Indeed, it did not. The cottage was larger than our past abode, but still comfortably small. The back garden was quiet, but I was assured the apiary would be buzzing noisily as the weather warmed. Rhododendrons grew like a screen about the yard, making the out-of-doors almost as cosy as the cottage itself, and shielding it from the view of the world.

"I have no immediate neighbours," Holmes said, leading the way back indoors. "And the house is set far back from the road, as you will have noted upon your arrival."

"I see," I said. "I observe," I corrected, and Holmes smiled.

Standing there in the warm kitchen, free of the city, free of society, free of obligations, we kissed for the first time in many, many months. Again I was overcome with the feeling of coming home, this time without the odd sensation of unfamiliarity. Quite the contrary, in fact. Holmes's lips were as familiar as my own, his touch a balm to my skin.

He led me then to his bedroom, first glanced on the tuppenny tour he'd given short minutes ago, and it was there that we made love, rediscovering one another's bodies after too long spent apart. He was as thin as ever, but not painfully so. I, on the other hand, had gone a bit soft. He teased me mercilessly about it while at the same time grasping my flesh with eager hands as I, in my turn, twitted him by laying my finger upon each of his ribs, counting them as I progressed down his side.

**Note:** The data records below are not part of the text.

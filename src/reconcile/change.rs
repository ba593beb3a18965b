use super::ElementBuffer;
use crate::element::ElementId;
use crate::error::Result;

impl ElementBuffer<'_> {
    /// Split leaves so that `offset` and `offset + length` fall on leaf
    /// boundaries, ahead of an attribute change over that range.
    ///
    /// Only boundary leaves are replaced. Leaves between the two split
    /// points of one paragraph stay in the recorded window and show up in
    /// both arrays of its edit.
    pub fn change(&mut self, offset: usize, length: usize) -> Result<()> {
        if length == 0 {
            return Ok(());
        }
        let end = offset + length;
        let mut cursor = offset;
        loop {
            let paragraph = self.arena.paragraph_at(self.root, cursor);
            self.split_paragraph(paragraph, offset, end)?;
            let paragraph_end = self.arena.end_offset(paragraph);
            if paragraph_end >= end || paragraph_end <= cursor {
                break;
            }
            cursor = paragraph_end;
        }
        tracing::debug!(offset, length, edits = self.edits.len(), "change reconciled");
        Ok(())
    }

    fn split_paragraph(&mut self, paragraph: ElementId, start: usize, end: usize) -> Result<()> {
        let old = self.arena.children(paragraph).to_vec();
        let mut children = Vec::with_capacity(old.len() + 2);
        let mut split = false;
        for child in old {
            if !self.arena.is_leaf(child) {
                children.push(child);
                continue;
            }
            let child_start = self.arena.start_offset(child);
            let child_end = self.arena.end_offset(child);
            let cuts: Vec<usize> = [start, end]
                .into_iter()
                .filter(|cut| child_start < *cut && *cut < child_end)
                .collect();
            if cuts.is_empty() {
                children.push(child);
                continue;
            }
            split = true;
            let attributes = self.arena.attributes(child).copy_attributes();
            let mut piece_start = child_start;
            for cut in cuts.into_iter().chain(std::iter::once(child_end)) {
                children.push(self.new_leaf(attributes.clone(), piece_start, cut)?);
                piece_start = cut;
            }
        }
        if split {
            self.record(paragraph, children);
        }
        Ok(())
    }
}
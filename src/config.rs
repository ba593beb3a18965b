//! Document configuration, with optional overrides from the environment.

use std::env;

/// Default backing-array capacity of a fresh gap buffer.
pub const DEFAULT_INITIAL_CAPACITY: usize = 10;

/// Default number of compound edits kept by an undo manager.
pub const DEFAULT_UNDO_LIMIT: usize = 100;

/// How the gap buffer grows its backing array once the gap is exhausted.
#[derive(Debug, Clone, Copy, PartialEq, Eq)]
pub enum GrowthPolicy {
    /// New array length is `(needed + 1) * 2`.
    Doubling,
    /// New array length is `needed + n`.
    Increment(usize),
}

impl GrowthPolicy {
    /// Array length to allocate when `needed` slots must fit.
    pub fn grown_len(&self, needed: usize) -> usize {
        match *self {
            GrowthPolicy::Doubling => (needed + 1) * 2,
            GrowthPolicy::Increment(n) => needed + n.max(1),
        }
    }
}

/// Base direction used for paragraphs without an explicit `RunDirection`.
#[derive(Debug, Clone, Copy, PartialEq, Eq)]
pub enum RunDirection {
    Ltr,
    Rtl,
    /// Derived from the first strong character of each paragraph.
    Auto,
}

impl RunDirection {
    /// Parse `ltr`, `rtl` or `auto`, ignoring case and surrounding blanks.
    pub fn parse(value: &str) -> Option<Self> {
        match value.trim().to_ascii_lowercase().as_str() {
            "ltr" => Some(RunDirection::Ltr),
            "rtl" => Some(RunDirection::Rtl),
            "auto" => Some(RunDirection::Auto),
            _ => None,
        }
    }

    pub fn as_str(&self) -> &'static str {
        match self {
            RunDirection::Ltr => "ltr",
            RunDirection::Rtl => "rtl",
            RunDirection::Auto => "auto",
        }
    }
}

/// Runtime configuration of a document.
#[derive(Debug, Clone, PartialEq, Eq)]
pub struct DocumentConfig {
    pub initial_capacity: usize,
    pub growth: GrowthPolicy,
    pub undo_limit: usize,
    pub default_direction: RunDirection,
}

impl Default for DocumentConfig {
    fn default() -> Self {
        Self {
            initial_capacity: DEFAULT_INITIAL_CAPACITY,
            growth: GrowthPolicy::Doubling,
            undo_limit: DEFAULT_UNDO_LIMIT,
            default_direction: RunDirection::Ltr,
        }
    }
}

impl DocumentConfig {
    /// Defaults overlaid with `GAPDOC_*` environment variables.
    ///
    /// # Supported Variables
    /// - `GAPDOC_INITIAL_CAPACITY`: backing array length of a new buffer
    /// - `GAPDOC_GROWTH_INCREMENT`: switches growth to a fixed increment
    /// - `GAPDOC_UNDO_LIMIT`: undo history length
    /// - `GAPDOC_RUN_DIRECTION`: `ltr`, `rtl` or `auto`
    ///
    /// Unparsable values are ignored.
    pub fn from_env() -> Self {
        let mut config = Self::default();
        if let Some(capacity) = read_usize("GAPDOC_INITIAL_CAPACITY") {
            config.initial_capacity = capacity;
        }
        if let Some(increment) = read_usize("GAPDOC_GROWTH_INCREMENT") {
            config.growth = GrowthPolicy::Increment(increment);
        }
        if let Some(limit) = read_usize("GAPDOC_UNDO_LIMIT") {
            config.undo_limit = limit;
        }
        if let Ok(value) = env::var("GAPDOC_RUN_DIRECTION") {
            match RunDirection::parse(&value) {
                Some(direction) => config.default_direction = direction,
                None => tracing::warn!("Ignoring GAPDOC_RUN_DIRECTION={:?}", value),
            }
        }
        config
    }

    pub fn with_initial_capacity(mut self, capacity: usize) -> Self {
        self.initial_capacity = capacity;
        self
    }

    pub fn with_growth(mut self, growth: GrowthPolicy) -> Self {
        self.growth = growth;
        self
    }

    pub fn with_undo_limit(mut self, limit: usize) -> Self {
        self.undo_limit = limit;
        self
    }

    pub fn with_default_direction(mut self, direction: RunDirection) -> Self {
        self.default_direction = direction;
        self
    }
}

fn read_usize(name: &str) -> Option<usize> {
    let value = env::var(name).ok()?;
    match value.trim().parse::<usize>() {
        Ok(parsed) => Some(parsed),
        Err(_) => {
            tracing::warn!("Ignoring {}={:?}: not a number", name, value);
            None
        }
    }
}

#[cfg(test)]
mod tests {
    use super::*;

    #[test]
    fn test_growth_policies() {
        assert_eq!(GrowthPolicy::Doubling.grown_len(10), 22);
        assert_eq!(GrowthPolicy::Increment(16).grown_len(10), 26);
        assert_eq!(GrowthPolicy::Increment(0).grown_len(10), 11);
    }

    #[test]
    fn test_run_direction_parse() {
        assert_eq!(RunDirection::parse(" RTL "), Some(RunDirection::Rtl));
        assert_eq!(RunDirection::parse("auto"), Some(RunDirection::Auto));
        assert_eq!(RunDirection::parse("sideways"), None);
    }

    #[test]
    fn test_builder() {
        let config = DocumentConfig::default()
            .with_initial_capacity(20)
            .with_undo_limit(3);
        assert_eq!(config.initial_capacity, 20);
        assert_eq!(config.undo_limit, 3);
        assert_eq!(config.growth, GrowthPolicy::Doubling);
    }
}
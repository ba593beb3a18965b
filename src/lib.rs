pub mod bidi;
pub mod buffer;
pub mod config;
pub mod document;
pub mod edit;
pub mod element;
pub mod error;
pub mod reconcile;

pub use buffer::{Content, GapBuffer, Position, RopeContent, Segment};
pub use config::{DocumentConfig, GrowthPolicy, RunDirection};
pub use document::{
    AttributeEdit, Document, DocumentEvent, DocumentFilter, DocumentListener, EventType,
    FilterBypass, SubEdit, UndoableEditListener,
};
pub use edit::{ContentEdit, EditState, UndoManager};
pub use element::{
    AttrKey, AttrValue, AttributeSet, ElementArena, ElementId, ElementSpec, JoinDirection, SpecType,
};
pub use error::{DocumentError, Result};
pub use reconcile::{ElementBuffer, ElementEdit, RemovePlan};
//! The document: one content store, a default element tree (sections,
//! paragraphs, runs) and a bidi tree over the same text.
//!
//! Every mutation runs the same pipeline under the write lock: content
//! edit, default-tree reconcile, bidi reconcile. The sub-edits are
//! collected into one [`DocumentEvent`], listeners are notified once, and
//! the event is handed back to the caller for undo.

pub mod event;
pub mod filter;

use std::fmt;

use serde_json::{json, Value};

use crate::bidi::{level_attributes, BidiReconciler};
use crate::buffer::{Content, GapBuffer, Position};
use crate::config::DocumentConfig;
use crate::element::spec::check_balanced;
use crate::element::{
    AttrKey, AttributeSet, ElementArena, ElementId, ElementSpec, JoinDirection, SpecType,
    BIDI_ROOT_NAME, SECTION_NAME,
};
use crate::error::{DocumentError, Result};
use crate::reconcile::{ElementBuffer, RemovePlan};

pub use event::{AttributeEdit, DocumentEvent, EventType, SubEdit};
pub use filter::{DocumentFilter, FilterBypass};

/// Observer of document changes, notified once per mutation.
pub trait DocumentListener: Send {
    fn insert_update(&mut self, event: &DocumentEvent);
    fn remove_update(&mut self, event: &DocumentEvent);
    fn changed_update(&mut self, event: &DocumentEvent);
}

/// Observer of undoable events, notified after document listeners.
pub trait UndoableEditListener: Send {
    fn undoable_edit_happened(&mut self, event: &DocumentEvent);
}

pub struct Document {
    config: DocumentConfig,
    content: Box<dyn Content>,
    arena: ElementArena,
    default_root: ElementId,
    bidi_root: ElementId,
    bidi: BidiReconciler,
    listeners: Vec<Box<dyn DocumentListener>>,
    undo_listeners: Vec<Box<dyn UndoableEditListener>>,
    filter: Option<Box<dyn DocumentFilter>>,
    locked: bool,
}

impl fmt::Debug for Document {
    fn fmt(&self, f: &mut fmt::Formatter<'_>) -> fmt::Result {
        f.debug_struct("Document")
            .field("len", &self.len())
            .field("elements", &self.arena.len())
            .field("listeners", &self.listeners.len())
            .field("locked", &self.locked)
            .finish()
    }
}

impl Default for Document {
    fn default() -> Self {
        Self::new()
    }
}
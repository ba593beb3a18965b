//! Compound document events.

use std::fmt;

use super::Document;
use crate::buffer::Content;
use crate::edit::{ContentEdit, EditState};
use crate::element::{AttributeSet, ElementArena, ElementId, ElementPin};
use crate::error::Result;
use crate::reconcile::ElementEdit;

#[derive(Debug, Clone, Copy, PartialEq, Eq)]
pub enum EventType {
    Insert,
    Remove,
    Change,
}

impl fmt::Display for EventType {
    fn fmt(&self, f: &mut fmt::Formatter<'_>) -> fmt::Result {
        match self {
            EventType::Insert => write!(f, "INSERT"),
            EventType::Remove => write!(f, "REMOVE"),
            EventType::Change => write!(f, "CHANGE"),
        }
    }
}

/// Attribute change of one element, stored as full before/after snapshots.
#[derive(Debug, Clone)]
pub struct AttributeEdit {
    element: ElementId,
    before: AttributeSet,
    after: AttributeSet,
    state: EditState,
    pin: Option<ElementPin>,
}

impl AttributeEdit {
    pub fn new(element: ElementId, before: AttributeSet, after: AttributeSet) -> Self {
        Self {
            element,
            before,
            after,
            state: EditState::new(),
            pin: None,
        }
    }

    /// Keep the element in `arena` while this edit lives.
    pub(crate) fn pinned(mut self, arena: &ElementArena) -> Self {
        self.pin = Some(arena.pin(self.element));
        self
    }

    pub fn die(&mut self) {
        self.state.die();
        self.pin = None;
    }

    pub fn element(&self) -> ElementId {
        self.element
    }

    pub fn before(&self) -> &AttributeSet {
        &self.before
    }

    pub fn after(&self) -> &AttributeSet {
        &self.after
    }

    pub fn undo(&mut self, arena: &mut ElementArena) -> Result<()> {
        self.state.undo()?;
        *arena.attributes_mut(self.element) = self.before.clone();
        Ok(())
    }

    pub fn redo(&mut self, arena: &mut ElementArena) -> Result<()> {
        self.state.redo()?;
        *arena.attributes_mut(self.element) = self.after.clone();
        Ok(())
    }
}

/// One part of a compound event. The variant order is the order sub-edits
/// appear in an event.
#[derive(Debug)]
pub enum SubEdit {
    Content(ContentEdit),
    Attribute(AttributeEdit),
    /// Child-list change in the default tree.
    Structure(ElementEdit),
    /// Child-list change in the bidi tree.
    Bidi(ElementEdit),
}

impl SubEdit {
    fn rank(&self) -> u8 {
        match self {
            SubEdit::Content(_) => 0,
            SubEdit::Attribute(_) => 1,
            SubEdit::Structure(_) => 2,
            SubEdit::Bidi(_) => 3,
        }
    }

    pub fn element_edit(&self) -> Option<&ElementEdit> {
        match self {
            SubEdit::Structure(edit) | SubEdit::Bidi(edit) => Some(edit),
            _ => None,
        }
    }

    fn undo(&mut self, content: &mut dyn Content, arena: &mut ElementArena) -> Result<()> {
        match self {
            SubEdit::Content(edit) => edit.undo(content),
            SubEdit::Attribute(edit) => edit.undo(arena),
            SubEdit::Structure(edit) | SubEdit::Bidi(edit) => edit.undo(arena),
        }
    }

    fn redo(&mut self, content: &mut dyn Content, arena: &mut ElementArena) -> Result<()> {
        match self {
            SubEdit::Content(edit) => edit.redo(content),
            SubEdit::Attribute(edit) => edit.redo(arena),
            SubEdit::Structure(edit) | SubEdit::Bidi(edit) => edit.redo(arena),
        }
    }

    fn die(&mut self) {
        match self {
            SubEdit::Content(edit) => edit.die(),
            SubEdit::Attribute(edit) => edit.die(),
            SubEdit::Structure(edit) | SubEdit::Bidi(edit) => edit.die(),
        }
    }
}

/// Everything one logical mutation did, undoable as a unit.
#[derive(Debug)]
pub struct DocumentEvent {
    event_type: EventType,
    offset: usize,
    length: usize,
    edits: Vec<SubEdit>,
    state: EditState,
}

impl DocumentEvent {
    pub fn new(event_type: EventType, offset: usize, length: usize) -> Self {
        Self {
            event_type,
            offset,
            length,
            edits: Vec::new(),
            state: EditState::new(),
        }
    }

    pub fn event_type(&self) -> EventType {
        self.event_type
    }

    pub fn offset(&self) -> usize {
        self.offset
    }

    pub fn length(&self) -> usize {
        self.length
    }

    /// Sub-edits: content, then attributes, then default-tree structure,
    /// then bidi structure. An event that absorbed later ones holds one such
    /// block per mutation, in the order they ran.
    pub fn edits(&self) -> &[SubEdit] {
        &self.edits
    }

    pub fn is_empty(&self) -> bool {
        self.edits.is_empty()
    }

    /// Add a sub-edit behind every sub-edit of the same or an earlier kind.
    pub fn add_edit(&mut self, edit: SubEdit) {
        let rank = edit.rank();
        let at = self.edits.partition_point(|existing| existing.rank() <= rank);
        self.edits.insert(at, edit);
    }

    pub fn add_structure(&mut self, edits: Vec<ElementEdit>) {
        for edit in edits {
            self.add_edit(SubEdit::Structure(edit));
        }
    }

    pub fn add_bidi(&mut self, edits: Vec<ElementEdit>) {
        for edit in edits {
            self.add_edit(SubEdit::Bidi(edit));
        }
    }

    /// Fold `other` (a later mutation) into this event. Its sub-edits go
    /// after all of ours, so undo unwinds it first.
    pub fn absorb(&mut self, other: DocumentEvent) {
        let end = (self.offset + self.length).max(other.offset + other.length);
        self.offset = self.offset.min(other.offset);
        self.length = end - self.offset;
        self.edits.extend(other.edits);
    }

    /// Structural change recorded for `element`, in either tree.
    pub fn get_change(&self, element: ElementId) -> Option<&ElementEdit> {
        self.edits
            .iter()
            .filter_map(SubEdit::element_edit)
            .find(|edit| edit.element() == element)
    }

    pub fn can_undo(&self) -> bool {
        self.state.can_undo()
    }

    pub fn can_redo(&self) -> bool {
        self.state.can_redo()
    }

    /// Undo every sub-edit, last first, under the document's write lock.
    pub fn undo(&mut self, document: &mut Document) -> Result<()> {
        document.undo_event(self)
    }

    /// Redo every sub-edit in recorded order.
    pub fn redo(&mut self, document: &mut Document) -> Result<()> {
        document.redo_event(self)
    }

    /// Kill the event and everything in it.
    pub fn die(&mut self) {
        self.state.die();
        for edit in &mut self.edits {
            edit.die();
        }
    }

    pub(crate) fn undo_parts(
        &mut self,
        content: &mut dyn Content,
        arena: &mut ElementArena,
    ) -> Result<()> {
        self.state.undo()?;
        for edit in self.edits.iter_mut().rev() {
            edit.undo(content, arena)?;
        }
        Ok(())
    }

    pub(crate) fn redo_parts(
        &mut self,
        content: &mut dyn Content,
        arena: &mut ElementArena,
    ) -> Result<()> {
        self.state.redo()?;
        for edit in &mut self.edits {
            edit.redo(content, arena)?;
        }
        Ok(())
    }
}

impl fmt::Display for DocumentEvent {
    fn fmt(&self, f: &mut fmt::Formatter<'_>) -> fmt::Result {
        write!(
            f,
            "{} [{}, {}) with {} edits",
            self.event_type,
            self.offset,
            self.offset + self.length,
            self.edits.len()
        )
    }
}
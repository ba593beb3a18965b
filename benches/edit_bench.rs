use criterion::{black_box, criterion_group, criterion_main, BenchmarkId, Criterion};
use gapdoc::{Content, Document, GapBuffer, RopeContent};
use std::time::Duration;

fn sample_text(lines: usize) -> String {
    (0..lines)
        .map(|i| format!("line {} of the sample text, long enough to matter\n", i))
        .collect()
}

fn content_benchmark(c: &mut Criterion) {
    let mut group = c.benchmark_group("content");
    group.measurement_time(Duration::from_secs(5));
    let text = sample_text(200);

    // Typing at one spot: the gap stays put
    group.bench_function("gap_local_typing", |b| {
        b.iter(|| {
            let mut buffer = GapBuffer::new();
            buffer.insert_string(0, &text).unwrap();
            for i in 0..100 {
                buffer.insert_string(500 + i, "x").unwrap();
            }
            black_box(buffer.len())
        })
    });

    group.bench_function("rope_local_typing", |b| {
        b.iter(|| {
            let mut rope = RopeContent::new();
            rope.insert_string(0, &text).unwrap();
            for i in 0..100 {
                rope.insert_string(500 + i, "x").unwrap();
            }
            black_box(rope.len())
        })
    });

    // Jumping around: every insert moves the gap
    group.bench_function("gap_scattered_inserts", |b| {
        b.iter(|| {
            let mut buffer = GapBuffer::new();
            buffer.insert_string(0, &text).unwrap();
            for i in 0..100 {
                let offset = (i * 977) % buffer.len();
                buffer.insert_string(offset, "x").unwrap();
            }
            black_box(buffer.len())
        })
    });

    group.finish();
}

fn document_benchmark(c: &mut Criterion) {
    let mut group = c.benchmark_group("document");
    group.measurement_time(Duration::from_secs(5));

    for lines in [10, 100, 1000].iter() {
        let text = sample_text(*lines);
        group.bench_with_input(BenchmarkId::new("load", lines), &text, |b, text| {
            b.iter(|| {
                let mut doc = Document::new();
                black_box(doc.insert_string(0, text, None).unwrap())
            })
        });
    }

    let text = sample_text(100);
    group.bench_function("split_and_merge_paragraph", |b| {
        let mut doc = Document::new();
        doc.insert_string(0, &text, None).unwrap();
        b.iter(|| {
            doc.insert_string(20, "\n", None).unwrap();
            black_box(doc.remove(20, 1).unwrap())
        })
    });

    group.bench_function("rtl_typing", |b| {
        let mut doc = Document::new();
        doc.insert_string(0, &text, None).unwrap();
        b.iter(|| {
            doc.insert_string(10, "\u{05d0}", None).unwrap();
            black_box(doc.remove(10, 1).unwrap())
        })
    });

    group.finish();
}

criterion_group!(benches, content_benchmark, document_benchmark);
criterion_main!(benches);
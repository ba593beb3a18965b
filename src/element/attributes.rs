use std::borrow::Cow;
use std::collections::BTreeMap;
use std::fmt;
use std::sync::Arc;

/// Attribute name.
#[derive(Debug, Clone, PartialEq, Eq, PartialOrd, Ord, Hash)]
pub struct AttrKey(Cow<'static, str>);

impl AttrKey {
    /// Element name ("paragraph", "content", ...).
    pub const NAME: AttrKey = AttrKey::from_static("name");
    /// Embedding level of a bidi run.
    pub const BIDI_LEVEL: AttrKey = AttrKey::from_static("bidi_level");
    /// Paragraph base direction: `"ltr"`, `"rtl"` or `"auto"`.
    pub const RUN_DIRECTION: AttrKey = AttrKey::from_static("run_direction");
    pub const BOLD: AttrKey = AttrKey::from_static("bold");
    pub const ITALIC: AttrKey = AttrKey::from_static("italic");
    pub const UNDERLINE: AttrKey = AttrKey::from_static("underline");
    pub const FONT_FAMILY: AttrKey = AttrKey::from_static("font_family");
    pub const FONT_SIZE: AttrKey = AttrKey::from_static("font_size");

    pub const fn from_static(name: &'static str) -> Self {
        AttrKey(Cow::Borrowed(name))
    }

    pub fn new(name: impl Into<String>) -> Self {
        AttrKey(Cow::Owned(name.into()))
    }

    pub fn as_str(&self) -> &str {
        &self.0
    }
}

impl fmt::Display for AttrKey {
    fn fmt(&self, f: &mut fmt::Formatter<'_>) -> fmt::Result {
        f.write_str(&self.0)
    }
}

/// Attribute value.
#[derive(Debug, Clone, PartialEq, Eq, Hash)]
pub enum AttrValue {
    Bool(bool),
    Int(i64),
    Str(Arc<str>),
    /// Opaque handle owned by a collaborator (a font, a component...).
    Handle(u64),
}

impl AttrValue {
    pub fn as_int(&self) -> Option<i64> {
        match self {
            AttrValue::Int(value) => Some(*value),
            _ => None,
        }
    }

    pub fn as_str(&self) -> Option<&str> {
        match self {
            AttrValue::Str(value) => Some(value),
            _ => None,
        }
    }

    pub fn as_bool(&self) -> Option<bool> {
        match self {
            AttrValue::Bool(value) => Some(*value),
            _ => None,
        }
    }
}

impl From<bool> for AttrValue {
    fn from(value: bool) -> Self {
        AttrValue::Bool(value)
    }
}

impl From<i64> for AttrValue {
    fn from(value: i64) -> Self {
        AttrValue::Int(value)
    }
}

impl From<i32> for AttrValue {
    fn from(value: i32) -> Self {
        AttrValue::Int(i64::from(value))
    }
}

impl From<&str> for AttrValue {
    fn from(value: &str) -> Self {
        AttrValue::Str(Arc::from(value))
    }
}

impl fmt::Display for AttrValue {
    fn fmt(&self, f: &mut fmt::Formatter<'_>) -> fmt::Result {
        match self {
            AttrValue::Bool(value) => write!(f, "{}", value),
            AttrValue::Int(value) => write!(f, "{}", value),
            AttrValue::Str(value) => write!(f, "{}", value),
            AttrValue::Handle(value) => write!(f, "#{}", value),
        }
    }
}

/// Key/value set with an optional resolve parent consulted on lookup misses.
///
/// Lookup contract:
/// - [`get_attribute`](Self::get_attribute) walks the resolve-parent chain.
/// - [`contains_attribute`](Self::contains_attribute),
///   [`contains_attributes`](Self::contains_attributes) and
///   [`is_defined`](Self::is_defined) look at local entries only.
///
/// So a value inherited from the resolve parent is found by `get_attribute`
/// while `contains_attribute` reports it absent. Callers depend on both.
#[derive(Debug, Clone, Default, PartialEq, Eq)]
pub struct AttributeSet {
    attrs: BTreeMap<AttrKey, AttrValue>,
    resolve_parent: Option<Arc<AttributeSet>>,
}

impl AttributeSet {
    pub fn new() -> Self {
        Self::default()
    }

    pub fn with(mut self, key: AttrKey, value: impl Into<AttrValue>) -> Self {
        self.add_attribute(key, value);
        self
    }

    pub fn with_resolve_parent(mut self, parent: Arc<AttributeSet>) -> Self {
        self.resolve_parent = Some(parent);
        self
    }

    /// Number of local entries.
    pub fn len(&self) -> usize {
        self.attrs.len()
    }

    pub fn is_empty(&self) -> bool {
        self.attrs.is_empty()
    }

    pub fn resolve_parent(&self) -> Option<&Arc<AttributeSet>> {
        self.resolve_parent.as_ref()
    }

    pub fn set_resolve_parent(&mut self, parent: Option<Arc<AttributeSet>>) {
        self.resolve_parent = parent;
    }

    /// Local value, else the first value found up the resolve-parent chain.
    pub fn get_attribute(&self, key: &AttrKey) -> Option<&AttrValue> {
        let mut current = Some(self);
        while let Some(set) = current {
            if let Some(value) = set.attrs.get(key) {
                return Some(value);
            }
            current = set.resolve_parent.as_deref();
        }
        None
    }

    /// Local entries only; never consults the resolve parent.
    pub fn is_defined(&self, key: &AttrKey) -> bool {
        self.attrs.contains_key(key)
    }

    /// Local entries only; never consults the resolve parent.
    pub fn contains_attribute(&self, key: &AttrKey, value: &AttrValue) -> bool {
        self.attrs.get(key) == Some(value)
    }

    /// Every local entry of `other` is present locally here. Resolve parents
    /// of either set are ignored.
    pub fn contains_attributes(&self, other: &AttributeSet) -> bool {
        other
            .attrs
            .iter()
            .all(|(key, value)| self.contains_attribute(key, value))
    }

    /// Same local entries and same resolve parent.
    pub fn is_equal(&self, other: &AttributeSet) -> bool {
        self == other
    }

    /// Detached snapshot. The resolve parent is shared, not re-resolved.
    pub fn copy_attributes(&self) -> AttributeSet {
        self.clone()
    }

    pub fn add_attribute(&mut self, key: AttrKey, value: impl Into<AttrValue>) {
        self.attrs.insert(key, value.into());
    }

    /// Copy every local entry (and the resolve parent, if any) of `other`.
    pub fn add_attributes(&mut self, other: &AttributeSet) {
        for (key, value) in &other.attrs {
            self.attrs.insert(key.clone(), value.clone());
        }
        if other.resolve_parent.is_some() {
            self.resolve_parent = other.resolve_parent.clone();
        }
    }

    pub fn remove_attribute(&mut self, key: &AttrKey) -> Option<AttrValue> {
        self.attrs.remove(key)
    }

    /// Drop every local entry, keeping the resolve parent.
    pub fn clear(&mut self) {
        self.attrs.clear();
    }

    pub fn iter(&self) -> impl Iterator<Item = (&AttrKey, &AttrValue)> {
        self.attrs.iter()
    }
}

Some hours later, I sat in the kitchen as Holmes made tea for us both.

"When must you return to London?" he asked, placing the steaming drink before me and seating himself across the small table.

"I could stall until tomorrow morning," I replied, thinking of the possibility of a night spent in his arms.

"And when will you return to me?"

"As soon as possible. There's the matter of my practice, of course. I shall have to sell it, and there's no putting a sure time-table on finding a buyer. A real buyer, Holmes!" I added, remembering the distant cousin he'd fronted to buy my practice in 1894. "But I might arrange to visit you here whenever possible in the meantime."

"An excellent plan, my dear fellow."

"And you?"

"Me?"

"Will you visit me in London in the meantime?"

"I think not."

I was momentarily stung, but he hastened to reassure me.

"If I do, it will only slow your preparations. I want you here, Watson, as soon as may be. I can better achieve that by not getting in your way in town."

A slow smile spread across my face. "In that case, my darling, I hope to dazzle you with my efficiency."

Holmes's laughter rang through the air. It was a sound that I had long cherished, and never more than in that sweet moment.

So my fate was decided, and I once more cast my lot with Holmes. I was a resident of the little cottage inside of six weeks, and I never regretted my choice. True, his bees were (and are) an occasional hazard, but no more so than the man himself. Fortunately, I learned to live with the rare sting, considering it a small price to pay for such rich and varied sweetness of our lives together.